Витухновская имеет в виду один из ранних рассказов Юрия Мамлеева «Смерть рядом с нами». Фрагмент стоит привести целиком:
«Наконец, утомившись, я прикорнул на пустынном, одичалом дворике у досок. Кругом валялись кирпичи. И ни одной души не было. Вдруг около меня появилась жалобная брюхатая кошка. Она не испугалась, а прямо стала тереться мордой о мои ноги.
Я чуть не расплакался.
– Одна ты меня жалеешь, кисынька, – прошептал я, пощекотав ее за ухом. – Никого у меня нет, кроме тебя. Все мы если не люди, то животные, – прослезился я. – И все смертные. Дай мне тебя чмокнуть, милая.
Но вдруг точно молния осветила мой мозг, и я мысленно завопил:
– Как!.. Она меня переживет!.. Я умру от рака, а эта тварь будет жить... Вместе с котятами... Негодяйство!
И недолго думая я хватил большим кирпичом по ее животу. Что тут было! Нелепые сгустки крови, кишок и маленьких, разорванных зародышей звучно хлюпнули мне по плащу и лицу. Меня всего точно облили. Ошалев, я вскочил и изумленно посмотрел на кошку.
Умирая, она чуть копошилась. Какой-то невзрачный, как красный глист, зародыш лежал около ее рта. От тоски у меня немного отнялся ум.
Быстро, даже слегка горделиво, весь обрызганный с головы до ног, я вышел на улицу».
Я называю этот аргумент против самоубийства – «Мамлеевская кошка». Аналогичную систему доказательства использовал Альбер Камю в трактате «Бунтующий человек»: «Самоубийца думает, что он все уничтожает и уносит с собой в небытие, но сама его смерть утверждает некую ценность, ради которой, вполне возможно, стоит жить. Для абсолютного отрицания суицида недостаточно. Абсолютное отрицание означало бы уничтожение как самого себя, так и всего сущего».
Мамлеева нужно уметь читать. И читать трепетно. Это тот писатель, у которого любой фрагмент имеет несколько уровней прочтения.

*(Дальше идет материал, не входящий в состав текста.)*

//! Investment plan data structures

use crate::error::{ProjectionError, Result};
use serde::{Deserialize, Serialize};
use std::fmt;
use std::str::FromStr;

/// Projection scheme a plan runs under
#[derive(Debug, Clone, Copy, PartialEq, Eq, Hash, Serialize, Deserialize)]
pub enum Scheme {
    /// Fixed monthly contribution
    Sip,
    /// Single upfront investment
    LumpSum,
    /// Back-solve the monthly contribution for a target
    Goal,
    /// Monthly contribution escalating every year
    StepUp,
}

impl Scheme {
    pub fn name(&self) -> &'static str {
        match self {
            Scheme::Sip => "sip",
            Scheme::LumpSum => "lumpsum",
            Scheme::Goal => "goal",
            Scheme::StepUp => "stepup",
        }
    }
}

impl fmt::Display for Scheme {
    fn fmt(&self, f: &mut fmt::Formatter<'_>) -> fmt::Result {
        f.write_str(self.name())
    }
}

impl FromStr for Scheme {
    type Err = ProjectionError;

    fn from_str(s: &str) -> Result<Self> {
        match s.trim().to_ascii_lowercase().as_str() {
            "sip" => Ok(Scheme::Sip),
            "lumpsum" | "lump_sum" | "lump-sum" => Ok(Scheme::LumpSum),
            "goal" => Ok(Scheme::Goal),
            "stepup" | "step_up" | "step-up" => Ok(Scheme::StepUp),
            other => Err(ProjectionError::UnknownScheme(other.to_string())),
        }
    }
}

/// Scalar inputs for one projection
///
/// `amount` is the monthly contribution (SIP, step-up), the principal
/// (lump sum) or the target (goal). Rates are in percent.
#[derive(Debug, Clone, PartialEq, Serialize, Deserialize)]
pub struct InvestmentParams {
    pub amount: f64,
    pub annual_rate_pct: f64,
    pub years: u32,
    pub step_up_pct: Option<f64>,
    pub inflation_pct: Option<f64>,
}

impl InvestmentParams {
    pub fn new(amount: f64, annual_rate_pct: f64, years: u32) -> Self {
        Self {
            amount,
            annual_rate_pct,
            years,
            step_up_pct: None,
            inflation_pct: None,
        }
    }

    pub fn with_step_up(mut self, step_up_pct: f64) -> Self {
        self.step_up_pct = Some(step_up_pct);
        self
    }

    pub fn with_inflation(mut self, inflation_pct: f64) -> Self {
        self.inflation_pct = Some(inflation_pct);
        self
    }

    /// Caller-side input validation.
    ///
    /// The simulators assume pre-validated inputs and never call this.
    pub fn validate(&self) -> Result<()> {
        if !self.amount.is_finite() || self.amount <= 0.0 {
            return Err(ProjectionError::InvalidAmount {
                field: "amount",
                value: self.amount,
            });
        }
        if self.years < 1 {
            return Err(ProjectionError::InvalidDuration(self.years));
        }
        if !self.annual_rate_pct.is_finite() || self.annual_rate_pct <= -100.0 {
            return Err(ProjectionError::InvalidRate {
                field: "annual rate",
                value: self.annual_rate_pct,
            });
        }
        check_non_negative("step-up rate", self.step_up_pct)?;
        check_non_negative("inflation rate", self.inflation_pct)?;
        Ok(())
    }
}

fn check_non_negative(field: &'static str, rate: Option<f64>) -> Result<()> {
    match rate {
        Some(value) if !value.is_finite() || value < 0.0 => {
            Err(ProjectionError::InvalidRate { field, value })
        }
        _ => Ok(()),
    }
}

/// A plan is the unit of batch work: an identifier, a scheme and its inputs
#[derive(Debug, Clone, PartialEq, Serialize, Deserialize)]
pub struct InvestmentPlan {
    pub plan_id: u32,
    pub scheme: Scheme,
    pub params: InvestmentParams,
}

impl InvestmentPlan {
    pub fn new(plan_id: u32, scheme: Scheme, params: InvestmentParams) -> Self {
        Self {
            plan_id,
            scheme,
            params,
        }
    }

    /// Validate the parameters plus scheme-specific requirements
    pub fn validate(&self) -> Result<()> {
        self.params.validate()?;
        if self.scheme == Scheme::StepUp && self.params.step_up_pct.is_none() {
            return Err(ProjectionError::MissingStepUp(self.plan_id));
        }
        Ok(())
    }
}

#[cfg(test)]
mod tests {
    use super::*;

    #[test]
    fn test_scheme_parsing() {
        assert_eq!("SIP".parse::<Scheme>().unwrap(), Scheme::Sip);
        assert_eq!("lump_sum".parse::<Scheme>().unwrap(), Scheme::LumpSum);
        assert_eq!(" Step-Up ".parse::<Scheme>().unwrap(), Scheme::StepUp);
        assert!(matches!(
            "annuity".parse::<Scheme>(),
            Err(ProjectionError::UnknownScheme(_))
        ));
    }

    #[test]
    fn test_validation_rejects_bad_inputs() {
        assert!(InvestmentParams::new(1000.0, 12.0, 10).validate().is_ok());
        assert!(InvestmentParams::new(0.0, 12.0, 10).validate().is_err());
        assert!(InvestmentParams::new(-5.0, 12.0, 10).validate().is_err());
        assert!(InvestmentParams::new(1000.0, 12.0, 0).validate().is_err());
        assert!(InvestmentParams::new(f64::NAN, 12.0, 10).validate().is_err());
        assert!(InvestmentParams::new(1000.0, 12.0, 10)
            .with_inflation(-1.0)
            .validate()
            .is_err());
    }

    #[test]
    fn test_zero_rate_is_valid() {
        assert!(InvestmentParams::new(1000.0, 0.0, 1).validate().is_ok());
    }

    #[test]
    fn test_step_up_plan_requires_rate() {
        let plan = InvestmentPlan::new(7, Scheme::StepUp, InvestmentParams::new(500.0, 10.0, 5));
        assert!(matches!(plan.validate(), Err(ProjectionError::MissingStepUp(7))));

        let plan = InvestmentPlan::new(
            7,
            Scheme::StepUp,
            InvestmentParams::new(500.0, 10.0, 5).with_step_up(10.0),
        );
        assert!(plan.validate().is_ok());
    }
}
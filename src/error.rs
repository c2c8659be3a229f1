//! Error types for plan validation and loading
//!
//! The simulators themselves are infallible; these errors come from the
//! caller-side layers (validation, CSV loading, CLI input).

use thiserror::Error;

#[derive(Error, Debug)]
pub enum ProjectionError {
    #[error("Invalid {field}: {value} (must be a finite amount greater than zero)")]
    InvalidAmount { field: &'static str, value: f64 },

    #[error("Invalid duration: {0} years (must be at least 1)")]
    InvalidDuration(u32),

    #[error("Invalid {field}: {value}%")]
    InvalidRate { field: &'static str, value: f64 },

    #[error("Invalid ages: {0}")]
    InvalidAges(String),

    #[error("Unknown scheme: {0}")]
    UnknownScheme(String),

    #[error("Plan {0} uses the step-up scheme but has no step-up rate")]
    MissingStepUp(u32),

    #[error("CSV error: {0}")]
    Csv(#[from] csv::Error),

    #[error("IO error: {0}")]
    Io(#[from] std::io::Error),
}

pub type Result<T> = std::result::Result<T, ProjectionError>;
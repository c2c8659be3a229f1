//! Projection engine dispatching plans to the simulators

use super::goal::{plan_goal, ContributionTiming, GoalResult};
use super::inflation::{deflate_series, real_annual_return, real_rate_pct, DeflatedRow, InflationAdjustment};
use super::lump_sum::project_lump_sum;
use super::series::{GrowthSeries, SeriesSummary};
use super::sip::project_sip;
use super::step_up::project_step_up;
use crate::plan::{InvestmentParams, InvestmentPlan, Scheme};
use log::{debug, warn};
use serde::{Deserialize, Serialize};

/// Configuration for a projection run
#[derive(Debug, Clone, Copy, PartialEq, Eq, Serialize, Deserialize)]
pub struct ProjectionConfig {
    /// Contribution timing used when back-solving goals
    pub timing: ContributionTiming,

    /// Inflation convention for the adjusted view
    pub adjustment: InflationAdjustment,
}

impl Default for ProjectionConfig {
    fn default() -> Self {
        Self {
            timing: ContributionTiming::EndOfPeriod,
            adjustment: InflationAdjustment::PointDeflation,
        }
    }
}

/// Inflation-adjusted companion to a nominal series
#[derive(Debug, Clone, PartialEq, Serialize, Deserialize)]
pub enum AdjustedView {
    /// The simulator rerun at the real rate of return
    RealRate(GrowthSeries),
    /// The nominal series deflated period by period
    Deflated(Vec<DeflatedRow>),
}

impl AdjustedView {
    /// Present-day value at the end of the horizon
    pub fn final_value(&self) -> f64 {
        match self {
            AdjustedView::RealRate(series) => series.final_value(),
            AdjustedView::Deflated(rows) => rows.last().map(|r| r.real_value).unwrap_or(0.0),
        }
    }
}

/// Complete projection result for one plan
#[derive(Debug, Clone, PartialEq, Serialize, Deserialize)]
pub struct ProjectionResult {
    pub plan_id: u32,
    pub scheme: Scheme,

    /// Nominal growth series (for goals, the verification run)
    pub nominal: GrowthSeries,

    /// Present-day view, when the plan carries an inflation rate
    pub adjusted: Option<AdjustedView>,

    /// Back-solved contribution, for goal plans
    pub goal: Option<GoalResult>,

    /// Real annual return as a decimal, when the plan carries an inflation rate
    pub real_return: Option<f64>,
}

impl ProjectionResult {
    pub fn summary(&self) -> ProjectionSummary {
        ProjectionSummary {
            plan_id: self.plan_id,
            scheme: self.scheme,
            series: self.nominal.summary(),
            adjusted_final_value: self.adjusted.as_ref().map(AdjustedView::final_value),
            monthly_contribution: self.goal.as_ref().map(|g| g.monthly_contribution),
            real_return: self.real_return,
        }
    }
}

/// Summary statistics for a projection
#[derive(Debug, Clone, Copy, PartialEq, Serialize, Deserialize)]
pub struct ProjectionSummary {
    pub plan_id: u32,
    pub scheme: Scheme,
    #[serde(flatten)]
    pub series: SeriesSummary,
    pub adjusted_final_value: Option<f64>,
    pub monthly_contribution: Option<f64>,
    pub real_return: Option<f64>,
}

/// Main projection engine
///
/// Holds only configuration; every projection is a pure function of the
/// plan, so one engine can serve any number of plans.
#[derive(Debug, Clone, Default)]
pub struct ProjectionEngine {
    config: ProjectionConfig,
}

impl ProjectionEngine {
    pub fn new(config: ProjectionConfig) -> Self {
        Self { config }
    }

    pub fn config(&self) -> &ProjectionConfig {
        &self.config
    }

    /// Run the projection for a single plan
    pub fn project(&self, plan: &InvestmentPlan) -> ProjectionResult {
        let params = &plan.params;
        debug!(
            "Projecting plan {} ({}): amount={} rate={}% years={}",
            plan.plan_id, plan.scheme, params.amount, params.annual_rate_pct, params.years
        );

        let goal = match plan.scheme {
            Scheme::Goal => Some(plan_goal(
                params.amount,
                params.annual_rate_pct,
                params.years,
                params.inflation_pct,
                self.config.timing,
            )),
            _ => None,
        };

        let nominal = match &goal {
            Some(goal) => goal.verify(),
            None => self.simulate(plan.plan_id, plan.scheme, params, params.annual_rate_pct),
        };

        let adjusted = match (plan.scheme, params.inflation_pct) {
            // A goal's target is already inflated, its series is in future currency by design
            (Scheme::Goal, _) | (_, None) => None,
            (scheme, Some(inflation)) => Some(match self.config.adjustment {
                InflationAdjustment::RealRate => {
                    let real_pct = real_rate_pct(params.annual_rate_pct, inflation);
                    AdjustedView::RealRate(self.simulate(plan.plan_id, scheme, params, real_pct))
                }
                InflationAdjustment::PointDeflation => {
                    AdjustedView::Deflated(deflate_series(&nominal, inflation))
                }
            }),
        };

        let real_return = params
            .inflation_pct
            .map(|inflation| real_annual_return(params.annual_rate_pct, inflation));

        ProjectionResult {
            plan_id: plan.plan_id,
            scheme: plan.scheme,
            nominal,
            adjusted,
            goal,
            real_return,
        }
    }

    /// Run the scheme's simulator at the given rate
    fn simulate(
        &self,
        plan_id: u32,
        scheme: Scheme,
        params: &InvestmentParams,
        annual_rate_pct: f64,
    ) -> GrowthSeries {
        match scheme {
            Scheme::Sip | Scheme::Goal => project_sip(params.amount, annual_rate_pct, params.years),
            Scheme::LumpSum => project_lump_sum(params.amount, annual_rate_pct, params.years),
            Scheme::StepUp => {
                let step_up = params.step_up_pct.unwrap_or_else(|| {
                    warn!("Plan {} has no step-up rate, projecting with 0%", plan_id);
                    0.0
                });
                project_step_up(params.amount, step_up, annual_rate_pct, params.years)
            }
        }
    }
}

#[cfg(test)]
mod tests {
    use super::*;
    use approx::assert_relative_eq;

    fn plan(scheme: Scheme, params: InvestmentParams) -> InvestmentPlan {
        InvestmentPlan::new(1, scheme, params)
    }

    #[test]
    fn test_sip_projection_without_inflation() {
        let engine = ProjectionEngine::default();
        let result = engine.project(&plan(Scheme::Sip, InvestmentParams::new(1000.0, 12.0, 1)));

        assert_eq!(result.nominal.len(), 12);
        assert!(result.adjusted.is_none());
        assert!(result.goal.is_none());
        assert!(result.real_return.is_none());
    }

    #[test]
    fn test_point_deflation_view() {
        let engine = ProjectionEngine::default();
        let result = engine.project(&plan(
            Scheme::LumpSum,
            InvestmentParams::new(100_000.0, 10.0, 5).with_inflation(5.0),
        ));

        match result.adjusted.as_ref().unwrap() {
            AdjustedView::Deflated(rows) => assert_eq!(rows.len(), 6),
            other => panic!("expected deflated view, got {:?}", other),
        }
        assert_relative_eq!(
            result.summary().adjusted_final_value.unwrap(),
            100_000.0 * (1.1_f64 / 1.05).powi(5),
            max_relative = 1e-10
        );
    }

    #[test]
    fn test_real_rate_view() {
        let engine = ProjectionEngine::new(ProjectionConfig {
            adjustment: InflationAdjustment::RealRate,
            ..Default::default()
        });
        let result = engine.project(&plan(
            Scheme::Sip,
            InvestmentParams::new(1000.0, 12.0, 10).with_inflation(6.0),
        ));

        let expected = project_sip(1000.0, real_rate_pct(12.0, 6.0), 10);
        assert_eq!(result.adjusted, Some(AdjustedView::RealRate(expected)));
        assert_relative_eq!(result.real_return.unwrap(), 0.06 / 1.06, max_relative = 1e-10);
    }

    #[test]
    fn test_goal_projection_verifies_target() {
        let engine = ProjectionEngine::default();
        let result = engine.project(&plan(
            Scheme::Goal,
            InvestmentParams::new(1_000_000.0, 12.0, 15).with_inflation(6.0),
        ));

        let goal = result.goal.as_ref().unwrap();
        assert!(result.adjusted.is_none());
        assert_eq!(result.nominal.len(), 180);
        assert_relative_eq!(result.nominal.final_value(), goal.adjusted_target, max_relative = 1e-6);
        assert_eq!(result.summary().monthly_contribution, Some(goal.monthly_contribution));
    }

    #[test]
    fn test_step_up_projection() {
        let engine = ProjectionEngine::default();
        let result = engine.project(&plan(
            Scheme::StepUp,
            InvestmentParams::new(1000.0, 12.0, 3).with_step_up(10.0),
        ));
        assert_relative_eq!(result.nominal.rows[12].contribution, 1100.0, max_relative = 1e-12);
    }
}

Даже эпизод с беременной кошкой можно проинтерпретировать самыми различными и отнюдь не взаимоисключающими способами. Как описание внезапно пробудившегося садистского порыва. Как результат мнительности (человек возомнил, что умрет, а пострадало невинное существо). Как пример паралогического рассуждения, за которым стоит бессознательная проекция личного огорчения на случайный объект. И так далее. Целый веер версий.
Говорят, что романы Достоевского представляют собой «идеологический атлас» России XIX века. Тогда произведения Мамлеева – это «метафизический атлас» России конца прошлого века – начала нового тысячелетия. Своеобразная энциклопедия. Круговая панорама. Нет, кажется, ни одного метафизического воззрения, которое в той или иной форме не отразилось на страницах его произведений. Хотя бы в зачаточном виде.
В заслугу Мамлееву надо поставить то, что он не стал заложником своих идей. Их у него – как перьев в подушке. Но ни одна из них не превратилась в идею фикс. Фейерверк метафизических прозрений имеет лишь одну общую предпосылку – убеждение в близости потустороннего, интуицию Иного.